胸に引き込んだ凛の身体を抱きしめると、その髪に鼻先を埋める。
変わりない香りになぜだか安心して、抱きしめた身体をゆっくりと手のひらでなぞった。
「凛、少し痩せた・・・?」
男性である凛の身体には柔らかさはないが、思い鉄板を運んだりと結構な重労働である凛の身体は、しなやかな筋肉がついている。
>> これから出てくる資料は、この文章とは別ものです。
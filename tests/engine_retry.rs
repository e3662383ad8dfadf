//! Retry/backoff/fallback behavior of the generation engine, driven over a
//! scripted in-memory backend with the tokio clock paused. Waits auto-advance
//! instantly, so elapsed paused time measures the schedule exactly.

use async_trait::async_trait;
use std::collections::VecDeque;
use std::sync::atomic::{AtomicUsize, Ordering};
use std::sync::Mutex;
use tokio::time::Instant;

use recipeforge::types::{GenerationRequest, PromptPayload, SchemaTag};
use recipeforge::{Error, GenerationConfig, GenerationEngine, GenerativeBackend};

/// One scripted outcome for a generate call.
enum Scripted {
    Ok(&'static str),
    Overloaded,
    BadRequest,
}

struct StubBackend {
    listing: Vec<String>,
    listing_fails: bool,
    script: Mutex<VecDeque<Scripted>>,
    generate_calls: Mutex<Vec<String>>,
    listing_calls: AtomicUsize,
}

impl StubBackend {
    fn new(listing: &[&str], script: Vec<Scripted>) -> Self {
        Self {
            listing: listing.iter().map(|m| m.to_string()).collect(),
            listing_fails: false,
            script: Mutex::new(script.into()),
            generate_calls: Mutex::new(Vec::new()),
            listing_calls: AtomicUsize::new(0),
        }
    }

    fn with_failing_listing() -> Self {
        let mut stub = Self::new(&[], Vec::new());
        stub.listing_fails = true;
        stub
    }

    fn models_tried(&self) -> Vec<String> {
        self.generate_calls.lock().unwrap().clone()
    }
}

#[async_trait]
impl GenerativeBackend for StubBackend {
    async fn list_models(&self) -> recipeforge::Result<Vec<String>> {
        self.listing_calls.fetch_add(1, Ordering::SeqCst);
        if self.listing_fails {
            return Err(Error::CatalogUnavailable { status: 500 });
        }
        Ok(self.listing.clone())
    }

    async fn generate(&self, model: &str, _payload: &PromptPayload) -> recipeforge::Result<String> {
        self.generate_calls.lock().unwrap().push(model.to_string());
        match self.script.lock().unwrap().pop_front() {
            Some(Scripted::Ok(text)) => Ok(text.to_string()),
            Some(Scripted::Overloaded) | None => Err(Error::Overloaded {
                status: 503,
                message: "The model is overloaded.".to_string(),
            }),
            Some(Scripted::BadRequest) => Err(Error::Call {
                status: 400,
                class: "invalid_request",
                message: "bad request".to_string(),
            }),
        }
    }
}

fn engine(stub: StubBackend) -> GenerationEngine<StubBackend> {
    GenerationEngine::new(stub, &GenerationConfig::new("test-key"))
}

/// RUST_LOG=recipeforge=debug shows the attempt trace when a test fails.
fn init_tracing() {
    let _ = tracing_subscriber::fmt()
        .with_env_filter(tracing_subscriber::EnvFilter::from_default_env())
        .try_init();
}

fn text_request() -> GenerationRequest {
    GenerationRequest::new(PromptPayload::text("prompt"), SchemaTag::Recipe)
}

const TWO_MODELS: &[&str] = &["models/gemini-2.5-flash", "models/gemini-2.0-flash"];

#[tokio::test(start_paused = true)]
async fn exhausted_schedule_waits_three_times_then_falls_back_once() {
    init_tracing();
    let engine = engine(StubBackend::new(
        TWO_MODELS,
        vec![
            Scripted::Overloaded,
            Scripted::Overloaded,
            Scripted::Overloaded,
            Scripted::Overloaded,
        ],
    ));

    let start = Instant::now();
    let err = engine.run_raw(&text_request()).await.unwrap_err();
    assert!(err.is_overloaded());

    // 500 ms + 1 s + 2 s, nothing more: the fallback attempt is unbacked-off.
    assert_eq!(start.elapsed().as_millis(), 3500);

    let tried = engine.backend().models_tried();
    assert_eq!(
        tried,
        vec![
            "gemini-2.5-flash",
            "gemini-2.5-flash",
            "gemini-2.5-flash",
            "gemini-2.0-flash",
        ]
    );
    // One resolution up front, one for the fallback.
    assert_eq!(engine.backend().listing_calls.load(Ordering::SeqCst), 2);
}

#[tokio::test(start_paused = true)]
async fn success_on_first_attempt_never_sleeps() {
    let engine = engine(StubBackend::new(TWO_MODELS, vec![Scripted::Ok("reply")]));

    let start = Instant::now();
    let text = engine.run_raw(&text_request()).await.unwrap();
    assert_eq!(text, "reply");
    assert_eq!(start.elapsed().as_millis(), 0);
    assert_eq!(engine.backend().models_tried().len(), 1);
}

#[tokio::test(start_paused = true)]
async fn recovers_on_the_same_model_within_the_schedule() {
    let engine = engine(StubBackend::new(
        TWO_MODELS,
        vec![Scripted::Overloaded, Scripted::Overloaded, Scripted::Ok("ok")],
    ));

    let start = Instant::now();
    let text = engine.run_raw(&text_request()).await.unwrap();
    assert_eq!(text, "ok");
    // Two waits consumed, the third attempt succeeded.
    assert_eq!(start.elapsed().as_millis(), 1500);

    let tried = engine.backend().models_tried();
    assert_eq!(tried.len(), 3);
    assert!(tried.iter().all(|m| m == "gemini-2.5-flash"));
}

#[tokio::test(start_paused = true)]
async fn non_retryable_error_aborts_without_waits_or_fallback() {
    let engine = engine(StubBackend::new(TWO_MODELS, vec![Scripted::BadRequest]));

    let start = Instant::now();
    let err = engine.run_raw(&text_request()).await.unwrap_err();
    match err {
        Error::Call { class, .. } => assert_eq!(class, "invalid_request"),
        other => panic!("expected Call, got {other:?}"),
    }
    assert_eq!(start.elapsed().as_millis(), 0);
    assert_eq!(engine.backend().models_tried().len(), 1);
    // No second resolution: the fallback path was never entered.
    assert_eq!(engine.backend().listing_calls.load(Ordering::SeqCst), 1);
}

#[tokio::test(start_paused = true)]
async fn fallback_success_returns_the_alternate_reply() {
    init_tracing();
    let engine = engine(StubBackend::new(
        TWO_MODELS,
        vec![
            Scripted::Overloaded,
            Scripted::Overloaded,
            Scripted::Overloaded,
            Scripted::Ok("{\"title\":\"A\",\"ingredientsList\":[],\"steps\":[]}"),
        ],
    ));

    let value = engine.run(&text_request()).await.unwrap();
    assert_eq!(value["title"], "A");
    // Normalizer defaults applied on the fallback reply too.
    assert_eq!(value["difficulty"], "Easy");

    let tried = engine.backend().models_tried();
    assert_eq!(tried.last().map(String::as_str), Some("gemini-2.0-flash"));
}

#[tokio::test(start_paused = true)]
async fn no_preferred_model_is_terminal_before_any_attempt() {
    let engine = engine(StubBackend::new(&["models/some-other-model"], Vec::new()));

    let err = engine.run_raw(&text_request()).await.unwrap_err();
    match err {
        Error::NoModelAvailable { found } => assert_eq!(found, "some-other-model"),
        other => panic!("expected NoModelAvailable, got {other:?}"),
    }
    assert!(engine.backend().models_tried().is_empty());
}

#[tokio::test(start_paused = true)]
async fn fallback_resolution_failure_surfaces_when_no_alternate_exists() {
    // Only one preferred model is available; after it is excluded the
    // fallback resolution has nothing left.
    let engine = engine(StubBackend::new(
        &["models/gemini-2.5-flash"],
        vec![
            Scripted::Overloaded,
            Scripted::Overloaded,
            Scripted::Overloaded,
        ],
    ));

    let err = engine.run_raw(&text_request()).await.unwrap_err();
    assert!(matches!(err, Error::NoModelAvailable { .. }));
    assert_eq!(engine.backend().models_tried().len(), 3);
}

#[tokio::test(start_paused = true)]
async fn catalog_failure_is_terminal() {
    let engine = engine(StubBackend::with_failing_listing());

    let err = engine.run_raw(&text_request()).await.unwrap_err();
    assert!(matches!(err, Error::CatalogUnavailable { status: 500 }));
    assert!(engine.backend().models_tried().is_empty());
}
もともと線が細いのだろう華奢に見えはするものの、しっかりした体つきをしていた。
細くて折れそうなのに、ピンと背筋を伸ばす様は、名前のとおり凛としていて、しっかりと根付いている竹のようだ。
しかし、今腕の中で隆弘に身を預ける身体は、一回り小さくなったように思えた。
「そうかな?あんまり自覚ないんだけど」
自覚がないのに痩せるのはよくない兆候だ。
(何かあったのだろうか)
少し心配になって顔を覗き込もうとすると、凛は隆弘の胸に頬をギュッと押し付けてきた。
甘えることが苦手な凛には珍しいしぐさに、隆弘は髪を撫でる。
足でそっとテーブルを遠くに押しやると、少しゆとりが生まれ、隆弘はしっかりと凛を抱き直した。
本当に不思議だ。
実家はそれなりに裕福で何の不自由もなく育ち、思春期になって父親と折り合いが悪くなり、卒業と同時に家を出た。
親への反発なんて世間ではよくあることだ。
一流ではないがそれなりの会社に就職し、営業成績も悪くないし、期待されているのを感じている。
見た目のよさから女性に不自由はしなかったし、恋愛を楽しんできた。
錆び付いた外階段の古いアパートも、ほとんど飾り気のない小さな部屋も、隆弘の人生には全く縁のないものだった。
ましてや同性の恋人を持つなんて、考えもしなかった。
それが今ではどうだろう。
恋人のために食器を揃えた。
いつでも食事を共にできるように。
恋人のために無駄遣いすることがなくなった。呆れられないように。
眠れない夜を過ごし早起きした。
恋人に会いたくてたまらなくて。
どれも全部自分のことだなんて信じられないくらいだ。
頑張っている凛を見ると自分も負けないようにと気合が入るから仕事も順調だ。
どんなことにも一生懸命な凛は隆弘を変えた。
人を好きになること、想うことはとても幸せなことだと教えてくれたのは凛だ。
(あ〜なんでこんなに好きなんだろうなぁ)
凛を抱きしめながら幸せをかみしめていると、凛がごそごそと身体を動かし始めた。
「り、凛・・・?」
カチャカチャとベルトを外す音に隆弘は慌てる。
(マ、マジ?)
どちらかというとこういうことに関しては晩生で、身体を重ねても慣れることがなく受動的な凛が、隆弘に積極的にふれてくる。
「ね、隆弘さん、いいよね?」
予想外の出来事に狼狽するも、断れるはずもない。
「凛こそ、いいのか?」
「どうして?ぼくが・・・ぼくが隆弘さんにさわりたいんだ」
凛らしくなくフッと笑うと、寛げた部分から、隆弘の雄を取り出す。
久しぶりの他人の手に、少しかたくなりかけていたものを、凛は躊躇うことなく口に含んだ。